Ad accoglierli gli atleti una neve “cotta” al punto giusto tanto da rendere superflui i ramponcini per un tracciato che non ha presentato difficoltà tecniche rilevanti nel suo sviluppo di 8 chilometri per 400 metri di dislivello. La luna piena poi, presentatasi al momento della partenza, ha aggiunto quel tocco di poesia che non guasta mitigando la necessità delle lampade frontali. Il tutto ha avuto un riflesso sorprendente anche sul crono complessivo contenendo il tempo tra i 36 minuti del vincitore ed i 76 della coda del gruppone.

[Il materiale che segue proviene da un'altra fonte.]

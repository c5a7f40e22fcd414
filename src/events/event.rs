//! # Runtime events emitted by actors and the coordinator.
//!
//! [`EventKind`] classifies events across three categories:
//! - **Operation events**: a committed slot mutation (`Produced`, `Consumed`),
//!   carrying the actor, the slot index, the item, and an exact buffer
//!   snapshot captured under the exclusion section.
//! - **Lifecycle events**: run and actor state (`RunStarted`, `ActorStarted`,
//!   `ActorExited`, `ActorFailed`, `Paused`, `Resumed`).
//! - **Shutdown events**: `ShutdownRequested`, `AllStoppedWithin`,
//!   `GraceExceeded`.
//!
//! ## Ordering guarantees
//! Each event carries a globally unique sequence number (`seq`) that
//! increases monotonically. Events are delivered in emission order per actor
//! and interleave arbitrarily across actors; use `seq` to reconstruct a
//! total publish order.

use std::sync::Arc;
use std::sync::atomic::{AtomicU64, Ordering as AtomicOrdering};
use std::time::SystemTime;

use crate::buffer::{Applied, Item, ItemKind, Snapshot};

/// Global sequence counter for event ordering.
static EVENT_SEQ: AtomicU64 = AtomicU64::new(0);

/// The side of the buffer an actor works.
#[derive(Debug, Clone, Copy, PartialEq, Eq)]
pub enum ActorRole {
    Producer,
    Consumer,
}

impl ActorRole {
    /// Returns a short lowercase name for logs and actor naming.
    pub fn as_str(&self) -> &'static str {
        match self {
            ActorRole::Producer => "producer",
            ActorRole::Consumer => "consumer",
        }
    }
}

/// Classification of runtime events.
#[derive(Debug, Clone, Copy, PartialEq, Eq)]
pub enum EventKind {
    /// Buffer built and actor population spawned.
    ///
    /// Sets: `at`, `seq`.
    RunStarted,

    /// An actor entered its loop.
    ///
    /// Sets: `actor`, `role`, `item_kind` (addressable runs), `at`, `seq`.
    ActorStarted,

    /// A producer committed a write.
    ///
    /// Sets: `actor`, `role`, `item_kind` (addressable runs), `slot`,
    /// `item`, `snapshot`, `at`, `seq`.
    Produced,

    /// A consumer committed a read+clear.
    ///
    /// Sets: `actor`, `role`, `item_kind` (addressable runs), `slot`,
    /// `item`, `snapshot`, `at`, `seq`.
    Consumed,

    /// An actor left its loop after observing shutdown or pause teardown.
    ///
    /// Sets: `actor`, `role`, `item_kind` (addressable runs), `at`, `seq`.
    ActorExited,

    /// An actor terminated abnormally (panic caught at the join boundary).
    ///
    /// Sets: `reason`, `at`, `seq`. The exclusion section is never held
    /// across the failure point.
    ActorFailed,

    /// The pause gate closed; actors idle at their next loop check.
    ///
    /// Sets: `at`, `seq`.
    Paused,

    /// The pause gate reopened.
    ///
    /// Sets: `at`, `seq`.
    Resumed,

    /// `stop()` was called; the liveness flag is about to drop.
    ///
    /// Sets: `at`, `seq`.
    ShutdownRequested,

    /// Every actor joined within the grace period.
    ///
    /// Sets: `at`, `seq`.
    AllStoppedWithin,

    /// The grace period elapsed with actors still running.
    ///
    /// Sets: `at`, `seq`.
    GraceExceeded,

    /// A subscriber's queue was full and an event was dropped for it.
    ///
    /// Sets: `actor` (subscriber name), `reason`, `at`, `seq`.
    SubscriberOverflow,

    /// A subscriber panicked while processing an event.
    ///
    /// Sets: `actor` (subscriber name), `reason`, `at`, `seq`.
    SubscriberPanicked,
}

/// Runtime event with optional metadata.
///
/// `seq` and `at` are always set; the remaining fields depend on the
/// [`EventKind`].
#[derive(Debug, Clone)]
pub struct Event {
    /// Globally unique, monotonically increasing sequence number.
    pub seq: u64,
    /// Wall-clock timestamp.
    pub at: SystemTime,
    /// Event classification.
    pub kind: EventKind,

    /// Name of the actor or subscriber, if applicable.
    pub actor: Option<Arc<str>>,
    /// Producer or consumer side.
    pub role: Option<ActorRole>,
    /// The actor's fixed item kind (addressable runs only).
    pub item_kind: Option<ItemKind>,
    /// Index of the mutated slot.
    pub slot: Option<usize>,
    /// The item written or removed.
    pub item: Option<Item>,
    /// Buffer state right after the operation committed.
    pub snapshot: Option<Arc<Snapshot>>,
    /// Human-readable detail (failures, drops).
    pub reason: Option<Arc<str>>,
}

impl Event {
    /// Creates an event of the given kind with the current timestamp and the
    /// next global sequence number.
    pub fn now(kind: EventKind) -> Self {
        Self {
            seq: EVENT_SEQ.fetch_add(1, AtomicOrdering::Relaxed),
            at: SystemTime::now(),
            kind,
            actor: None,
            role: None,
            item_kind: None,
            slot: None,
            item: None,
            snapshot: None,
            reason: None,
        }
    }

    /// Attaches an actor or subscriber name.
    #[inline]
    pub fn with_actor(mut self, actor: impl Into<Arc<str>>) -> Self {
        self.actor = Some(actor.into());
        self
    }

    /// Attaches the actor's role.
    #[inline]
    pub fn with_role(mut self, role: ActorRole) -> Self {
        self.role = Some(role);
        self
    }

    /// Attaches the actor's fixed item kind.
    #[inline]
    pub fn with_item_kind(mut self, kind: ItemKind) -> Self {
        self.item_kind = Some(kind);
        self
    }

    /// Attaches the slot index, item, and snapshot of a committed operation.
    #[inline]
    pub fn with_applied(mut self, applied: Applied) -> Self {
        self.slot = Some(applied.slot);
        self.item = Some(applied.item);
        self.snapshot = Some(Arc::new(applied.snapshot));
        self
    }

    /// Attaches a human-readable reason.
    #[inline]
    pub fn with_reason(mut self, reason: impl Into<Arc<str>>) -> Self {
        self.reason = Some(reason.into());
        self
    }

    /// Creates a subscriber overflow event.
    #[inline]
    pub(crate) fn subscriber_overflow(subscriber: &'static str, reason: &'static str) -> Self {
        Event::now(EventKind::SubscriberOverflow)
            .with_actor(subscriber)
            .with_reason(reason)
    }

    /// Creates a subscriber panic event.
    #[inline]
    pub(crate) fn subscriber_panicked(subscriber: &'static str, info: String) -> Self {
        Event::now(EventKind::SubscriberPanicked)
            .with_actor(subscriber)
            .with_reason(info)
    }
}

#[cfg(test)]
mod tests {
    use super::*;
    use crate::buffer::Snapshot;

    #[test]
    fn test_seq_is_monotonic() {
        let a = Event::now(EventKind::RunStarted);
        let b = Event::now(EventKind::Paused);
        assert!(b.seq > a.seq);
    }

    #[test]
    fn test_builders_set_fields() {
        let applied = Applied {
            slot: 3,
            item: Item::Symbol('K'),
            snapshot: Snapshot {
                slots: vec![None, None, None, Some(Item::Symbol('K'))],
                filled: 1,
            },
        };
        let ev = Event::now(EventKind::Produced)
            .with_actor("producer-1")
            .with_role(ActorRole::Producer)
            .with_applied(applied);

        assert_eq!(ev.kind, EventKind::Produced);
        assert_eq!(ev.actor.as_deref(), Some("producer-1"));
        assert_eq!(ev.role, Some(ActorRole::Producer));
        assert_eq!(ev.slot, Some(3));
        assert_eq!(ev.item, Some(Item::Symbol('K')));
        assert_eq!(ev.snapshot.unwrap().filled, 1);
    }
}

Sugli “altari” maschili sono saliti tre giovani virgulti e promesse delle inutili fatiche future. Nell’ordine: Isaac Fossat, classe 2002, “creatura” della splendida realtà pomarina del G.S. Pomaretto ’80 con il crono fermo a 36’43”, Matteo Cesano, classe 2006, proveniente dalla cuneese Boves Run che ha concluso in 37’09” e Samuele Manzo, classe 2005, che con i colori dell’Atletica Saluzzo ha raggiunto l’arco di arrivo in 38’49”.
Tempi strepitosi anche tra le protagoniste femminili (28). La vincitrice Martina Ghigo (Boves Run) fa registrare al traguardo 42’21”, circa 5 minuti in meno del crono vittorioso dello scorso anno: la qualità della neve ha fatto la sua parte ma anche la qualità dell’atleta non scherza. Seconda posizione per la rappresentante del Team Martin 10zerouno Sonia Chiapello (44’18”) ed al terzo posto la “metropolitana” Gianfranca Attene (45’15”) con la maglia del Torino Road Runners a confrontarsi con la Road innevata.
Liliana Gervasone (Podistica Valle Varaita – 52’04”) e Mauro Aime (Vigonechecorre – 44’59”) hanno tenuto alto l’onore degli “ostinati” che, nonostante l’avanzare degli anni, dimostrano che i numeri ancora ci sono per unire divertimento e qualità atletica.